SOURCE: Reuters via NY Times, 4 September 2001

URL: http://www.nytimes.com/reuters/business/business-economy-napm.html

A key U.S. manufacturing index posted its most significant gain in five years in August as new orders and factory production both rose, suggesting the ailing industrial sector may have endured the worst of a yearlong slump.

The National Association of Purchasing Management said on Tuesday its monthly manufacturing index rose to 47.9 in August from 43.6 in July, well above economists' forecasts of a 43.9 reading.

A reading under 50 signals manufacturing activity – more than one-sixth of the overall economy -- is contracting. The NAPM index has held below that level for 13 straight months, but August's reading was the best since November 2000, and the index is solidly above a decade low of 41.2 in January.
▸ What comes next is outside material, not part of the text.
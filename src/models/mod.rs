pub mod generation;
pub mod health;

pub use generation::*;
pub use health::*;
The NAPM new orders index, a critical gauge of demand for factory goods in the pipeline, rose to 53.1 in August from 46.3 in July -- suggesting new orders rose for the first time in more than a year.

The NAPM inventories index rose to 37.7 in August from 35.8 in July while the production index rose to 52.2 from 46.4 in July, suggesting that aggressive inventory reduction by firms this year has cleared the way for improved production.

-- Andre Weltman (aweltman@state.pa.us), September 04, 2001

Answers

On the back of this news, the Dow rose dramatically on Tuesday morning. But what is the Reuters article actually telling us?

First, the overall NAPM reading is still lousy.

Second, the "most significant increase in 5 years" is a reflection of how low the previous months have been, i.e. it’s a big percentage gain from lousy to slightly less lousy: the first sentence above is quite misleading.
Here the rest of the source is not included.